You have given me a ton to work with. My hope is to at some point have a rack mountable server. Hopefully with the space to mount my Cisco gear and some kind of UPS capacity. I am going to be adding some IP cameras so I need PoE as well.
So while all of this is still in its smaller scale, I’m trying to plan on how to recover if needed. I think before I get too much deeper into this I will at least spend some time learning rsnapshot. It seems simple enough to implement so I can at least start there.
Just for completeness’s sake I’ll post my backup strategy:
I use crashplan to backup to the cloud, I click to add the directory and then it’s versioned and keeps 30 days worth of historical changes and the latest version forever.

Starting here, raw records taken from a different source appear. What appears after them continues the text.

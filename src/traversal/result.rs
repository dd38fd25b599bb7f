//! Traversal output, plus the dedup and pagination utility both
//! traversal directions share.

use std::cmp::Ordering;

use hashbrown::HashSet;
use serde::{Deserialize, Serialize};

use crate::model::{Property, PropertyId, Resource, ResourceId};
use super::config::Pagination;

// ============================================================================
// Entry
// ============================================================================

/// One second-degree hit.
#[derive(Debug, Clone, PartialEq, Serialize, Deserialize)]
pub struct TraversalEntry {
    /// The second-degree resource.
    pub resource: Resource,
    /// The first-degree resource it was reached through.
    pub connecting: Resource,
    /// The linking property, `None` when it could not be resolved.
    pub property: Option<Property>,
}

impl TraversalEntry {
    /// Label for a "(via …)" annotation: the property label, else its term.
    pub fn via_label(&self) -> Option<&str> {
        self.property.as_ref().map(|p| {
            if p.label.is_empty() { p.term.as_str() } else { p.label.as_str() }
        })
    }
}

// ============================================================================
// Dedup
// ============================================================================

/// `(second-degree id, linking property id)`. `None` is the sentinel for an
/// unresolved property.
pub(crate) type DedupKey = (ResourceId, Option<PropertyId>);

/// Accumulates entries in discovery order, keeping the first entry per key.
#[derive(Debug, Default)]
pub(crate) struct Deduplicator {
    seen: HashSet<DedupKey>,
    entries: Vec<TraversalEntry>,
}

impl Deduplicator {
    pub(crate) fn new() -> Self {
        Self::default()
    }

    /// Returns false when the key was already taken.
    pub(crate) fn insert(&mut self, property: Option<PropertyId>, entry: TraversalEntry) -> bool {
        if !self.seen.insert((entry.resource.id, property)) {
            return false;
        }
        self.entries.push(entry);
        true
    }

    pub(crate) fn len(&self) -> usize {
        self.entries.len()
    }

    pub(crate) fn into_entries(self) -> Vec<TraversalEntry> {
        self.entries
    }
}

// ============================================================================
// Result
// ============================================================================

/// Output of one traversal.
#[derive(Debug, Clone, PartialEq, Serialize, Deserialize)]
pub struct TraversalResult {
    /// The requested page of entries (or all of them), in discovery order.
    pub entries: Vec<TraversalEntry>,
    /// Deduplicated count before pagination.
    pub total_count: usize,
    /// First-degree hits found by the first hop, duplicates included.
    pub first_degree_count: usize,
    pub pagination: Option<Pagination>,
}

impl TraversalResult {
    pub fn empty(pagination: Option<Pagination>) -> Self {
        Self { entries: Vec::new(), total_count: 0, first_degree_count: 0, pagination }
    }

    /// Record the total, then cut the page window out of `entries`.
    pub(crate) fn paginate(
        entries: Vec<TraversalEntry>,
        first_degree_count: usize,
        pagination: Option<Pagination>,
    ) -> Self {
        let total_count = entries.len();
        let entries = match pagination {
            Some(p) => entries.into_iter().skip(p.offset()).take(p.per_page).collect(),
            None => entries,
        };
        Self { entries, total_count, first_degree_count, pagination }
    }

    /// True when the traversal found nothing at all (not just an empty page).
    pub fn is_empty(&self) -> bool {
        self.total_count == 0
    }

    /// Entries on this page.
    pub fn len(&self) -> usize {
        self.entries.len()
    }

    pub fn iter(&self) -> std::slice::Iter<'_, TraversalEntry> {
        self.entries.iter()
    }

    /// Number of pages at the applied page size.
    pub fn page_count(&self) -> usize {
        match self.pagination {
            Some(p) => self.total_count.div_ceil(p.per_page),
            None => usize::from(self.total_count > 0),
        }
    }

    /// Whether a caller should render page navigation.
    pub fn needs_pagination(&self) -> bool {
        self.pagination.is_some_and(|p| self.total_count > p.per_page)
    }

    /// Case-insensitive title order. Only reorders this page.
    pub fn sort_by_title(&mut self) {
        self.entries.sort_by_cached_key(|e| e.resource.title.to_lowercase());
    }

    /// Oldest first; resources without a timestamp go last. Only reorders this page.
    pub fn sort_by_created(&mut self) {
        self.entries.sort_by(|a, b| match (a.resource.created, b.resource.created) {
            (Some(x), Some(y)) => x.cmp(&y),
            (Some(_), None) => Ordering::Less,
            (None, Some(_)) => Ordering::Greater,
            (None, None) => Ordering::Equal,
        });
    }
}

impl IntoIterator for TraversalResult {
    type Item = TraversalEntry;
    type IntoIter = std::vec::IntoIter<TraversalEntry>;

    fn into_iter(self) -> Self::IntoIter {
        self.entries.into_iter()
    }
}

impl<'a> IntoIterator for &'a TraversalResult {
    type Item = &'a TraversalEntry;
    type IntoIter = std::slice::Iter<'a, TraversalEntry>;

    fn into_iter(self) -> Self::IntoIter {
        self.entries.iter()
    }
}
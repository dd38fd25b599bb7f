//! Shared fixtures for the end-to-end traversal tests.
//!
//! The catalog models a small events archive:
//!
//! ```text
//! Org#1  <-organizer-  Event#10 -attendee-> Person#5, -performer-> Person#6
//! Org#1  <-organizer-  Event#11 -attendee-> Person#5, Person#7
//! Org#1  <-sponsor-    Event#12 -attendee-> Person#6, -organizer-> Org#2
//! Person#20 -performerIn-> Event#10
//! Person#21 -performerIn-> Event#10, Event#11, Event#12
//! ```

#![allow(dead_code)]

use std::sync::atomic::{AtomicUsize, Ordering};

use async_trait::async_trait;
use chrono::{TimeZone, Utc};
use second_degree::catalog::PropertyReference;
use second_degree::{
    Error, MemoryCatalog, Property, PropertyId, Resource, ResourceId, ResourceQuery, Result,
    SearchFilter, SiteId, TemplateId,
};

pub const ORGANIZER: PropertyId = PropertyId(1);
pub const ATTENDEE: PropertyId = PropertyId(2);
pub const PERFORMER: PropertyId = PropertyId(3);
pub const SPONSOR: PropertyId = PropertyId(4);
pub const PERFORMER_IN: PropertyId = PropertyId(5);
pub const SUBJECT: PropertyId = PropertyId(6);

pub const ORG: TemplateId = TemplateId(1);
pub const EVENT: TemplateId = TemplateId(2);
pub const PERSON: TemplateId = TemplateId(3);

pub const MAIN_SITE: SiteId = SiteId(1);
pub const GALA_SITE: SiteId = SiteId(2);

pub fn properties() -> Vec<Property> {
    vec![
        Property::new(ORGANIZER, "schema:organizer", "Organizer"),
        Property::new(ATTENDEE, "schema:attendee", "Attendee"),
        Property::new(PERFORMER, "schema:performer", "Performer"),
        Property::new(SPONSOR, "schema:sponsor", "Sponsor"),
        Property::new(PERFORMER_IN, "schema:performerIn", "Performer in"),
        Property::new(SUBJECT, "dcterms:subject", "Subject"),
    ]
}

fn person(id: u64, name: &str, year: i32) -> Resource {
    Resource::item(id, name)
        .with_template(PERSON)
        .with_site(MAIN_SITE)
        .with_created(Utc.with_ymd_and_hms(year, 1, 1, 0, 0, 0).unwrap())
}

/// The events archive described in the module docs.
pub fn events_catalog() -> MemoryCatalog {
    let catalog = MemoryCatalog::new();
    for p in properties() {
        catalog.insert_property(p).unwrap();
    }

    let acme = Resource::item(1, "Acme Foundation").with_template(ORG);
    let other = Resource::item(2, "Other Org").with_template(ORG);

    let ada = person(5, "Ada", 1815);
    let grace = person(6, "Grace", 1906);
    let linus = person(7, "Linus", 1969);

    let launch = Resource::item(10, "Launch")
        .with_template(EVENT)
        .with_site(MAIN_SITE)
        .with_reference("schema:organizer", &acme)
        .with_reference("schema:attendee", &ada)
        .with_reference("schema:performer", &grace)
        .with_value("dcterms:subject", "launch party");
    let retro = Resource::item(11, "Retro")
        .with_template(EVENT)
        .with_site(MAIN_SITE)
        .with_reference("schema:organizer", &acme)
        .with_reference("schema:attendee", &ada)
        .with_reference("schema:attendee", &linus);
    let gala = Resource::item(12, "Gala")
        .with_template(EVENT)
        .with_site(GALA_SITE)
        .with_reference("schema:sponsor", &acme)
        .with_reference("schema:organizer", &other)
        .with_reference("schema:attendee", &grace);

    let edsger = person(20, "Edsger", 1930).with_reference("schema:performerIn", &launch);
    let barbara = person(21, "Barbara", 1939)
        .with_site(GALA_SITE)
        .with_reference("schema:performerIn", &launch)
        .with_reference("schema:performerIn", &retro)
        .with_reference("schema:performerIn", &gala);

    for r in [acme, other, ada, grace, linus, launch, retro, gala, edsger, barbara] {
        catalog.insert_resource(r);
    }
    catalog
}

pub fn seed(catalog: &MemoryCatalog) -> Resource {
    catalog.resource(ResourceId(1)).unwrap()
}

/// `(second-degree id, connecting id, property id)` for compact assertions.
pub fn triples(result: &second_degree::TraversalResult) -> Vec<(u64, u64, Option<u64>)> {
    result
        .iter()
        .map(|e| (e.resource.id.0, e.connecting.id.0, e.property.as_ref().map(|p| p.id.0)))
        .collect()
}

// ============================================================================
// Failure injection
// ============================================================================

/// Wraps a catalog and fails selected calls with `Error::QueryFailure`.
pub struct FlakyCatalog {
    pub inner: MemoryCatalog,
    /// Searches for these properties fail whatever the target.
    pub failing_properties: Vec<PropertyId>,
    /// Searches for exactly these references fail.
    pub failing_references: Vec<PropertyReference>,
    pub fail_listing: bool,
    pub fail_property_reads: bool,
}

impl FlakyCatalog {
    pub fn new(inner: MemoryCatalog) -> Self {
        Self {
            inner,
            failing_properties: Vec::new(),
            failing_references: Vec::new(),
            fail_listing: false,
            fail_property_reads: false,
        }
    }

    fn should_fail(&self, filter: &SearchFilter) -> bool {
        filter.reference.is_some_and(|r| {
            self.failing_properties.contains(&r.property) || self.failing_references.contains(&r)
        })
    }
}

#[async_trait]
impl ResourceQuery for FlakyCatalog {
    async fn search(&self, resource_type: &str, filter: &SearchFilter) -> Result<Vec<Resource>> {
        if self.should_fail(filter) {
            return Err(Error::QueryFailure(format!("injected failure for {filter:?}")));
        }
        self.inner.search(resource_type, filter).await
    }

    async fn read_property(&self, id: PropertyId) -> Result<Property> {
        if self.fail_property_reads {
            return Err(Error::QueryFailure("property service down".into()));
        }
        self.inner.read_property(id).await
    }

    async fn read_property_by_term(&self, term: &str) -> Result<Property> {
        if self.fail_property_reads {
            return Err(Error::QueryFailure("property service down".into()));
        }
        self.inner.read_property_by_term(term).await
    }

    async fn list_properties(&self) -> Result<Vec<Property>> {
        if self.fail_listing {
            return Err(Error::QueryFailure("listing unavailable".into()));
        }
        self.inner.list_properties().await
    }
}

/// Wraps a catalog and counts every call.
#[derive(Default)]
pub struct CountingCatalog {
    pub inner: MemoryCatalog,
    pub searches: AtomicUsize,
    pub property_reads: AtomicUsize,
    pub listings: AtomicUsize,
}

impl CountingCatalog {
    pub fn new(inner: MemoryCatalog) -> Self {
        Self { inner, ..Self::default() }
    }

    pub fn searches(&self) -> usize {
        self.searches.load(Ordering::SeqCst)
    }

    pub fn property_reads(&self) -> usize {
        self.property_reads.load(Ordering::SeqCst)
    }

    pub fn listings(&self) -> usize {
        self.listings.load(Ordering::SeqCst)
    }
}

#[async_trait]
impl ResourceQuery for CountingCatalog {
    async fn search(&self, resource_type: &str, filter: &SearchFilter) -> Result<Vec<Resource>> {
        self.searches.fetch_add(1, Ordering::SeqCst);
        self.inner.search(resource_type, filter).await
    }

    async fn read_property(&self, id: PropertyId) -> Result<Property> {
        self.property_reads.fetch_add(1, Ordering::SeqCst);
        self.inner.read_property(id).await
    }

    async fn read_property_by_term(&self, term: &str) -> Result<Property> {
        self.property_reads.fetch_add(1, Ordering::SeqCst);
        self.inner.read_property_by_term(term).await
    }

    async fn list_properties(&self) -> Result<Vec<Property>> {
        self.listings.fetch_add(1, Ordering::SeqCst);
        self.inner.list_properties().await
    }
}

This way all I have is my configuration of home-assistant/ha-bridge and the configuration of the docker stuff (which is on github and versioned). Restoring is simple. even if all my stuff fails, a clean OS install, tell crashplan to restore from an existing system and choose the old one, and click restore on the files and I’m back.
I want to unmount my Hard Drive (which is connected to my Raspberry Pi) with a simple shell_command through Home Assistant:
umount /dev/sda1
It works perfectly if I do it through terminal and it also works perfectly if I change to virtual enviroment in HASS with source /srv/hass/hass_venv/bin/activate and run the same command there.
It doesn’t work through script (unmount), it doesn’t work in single or double quotes, with eject or umount. There is no error in log in HASS, nothing happens.
Any help would be really appreciated, I don’t know what I am missing.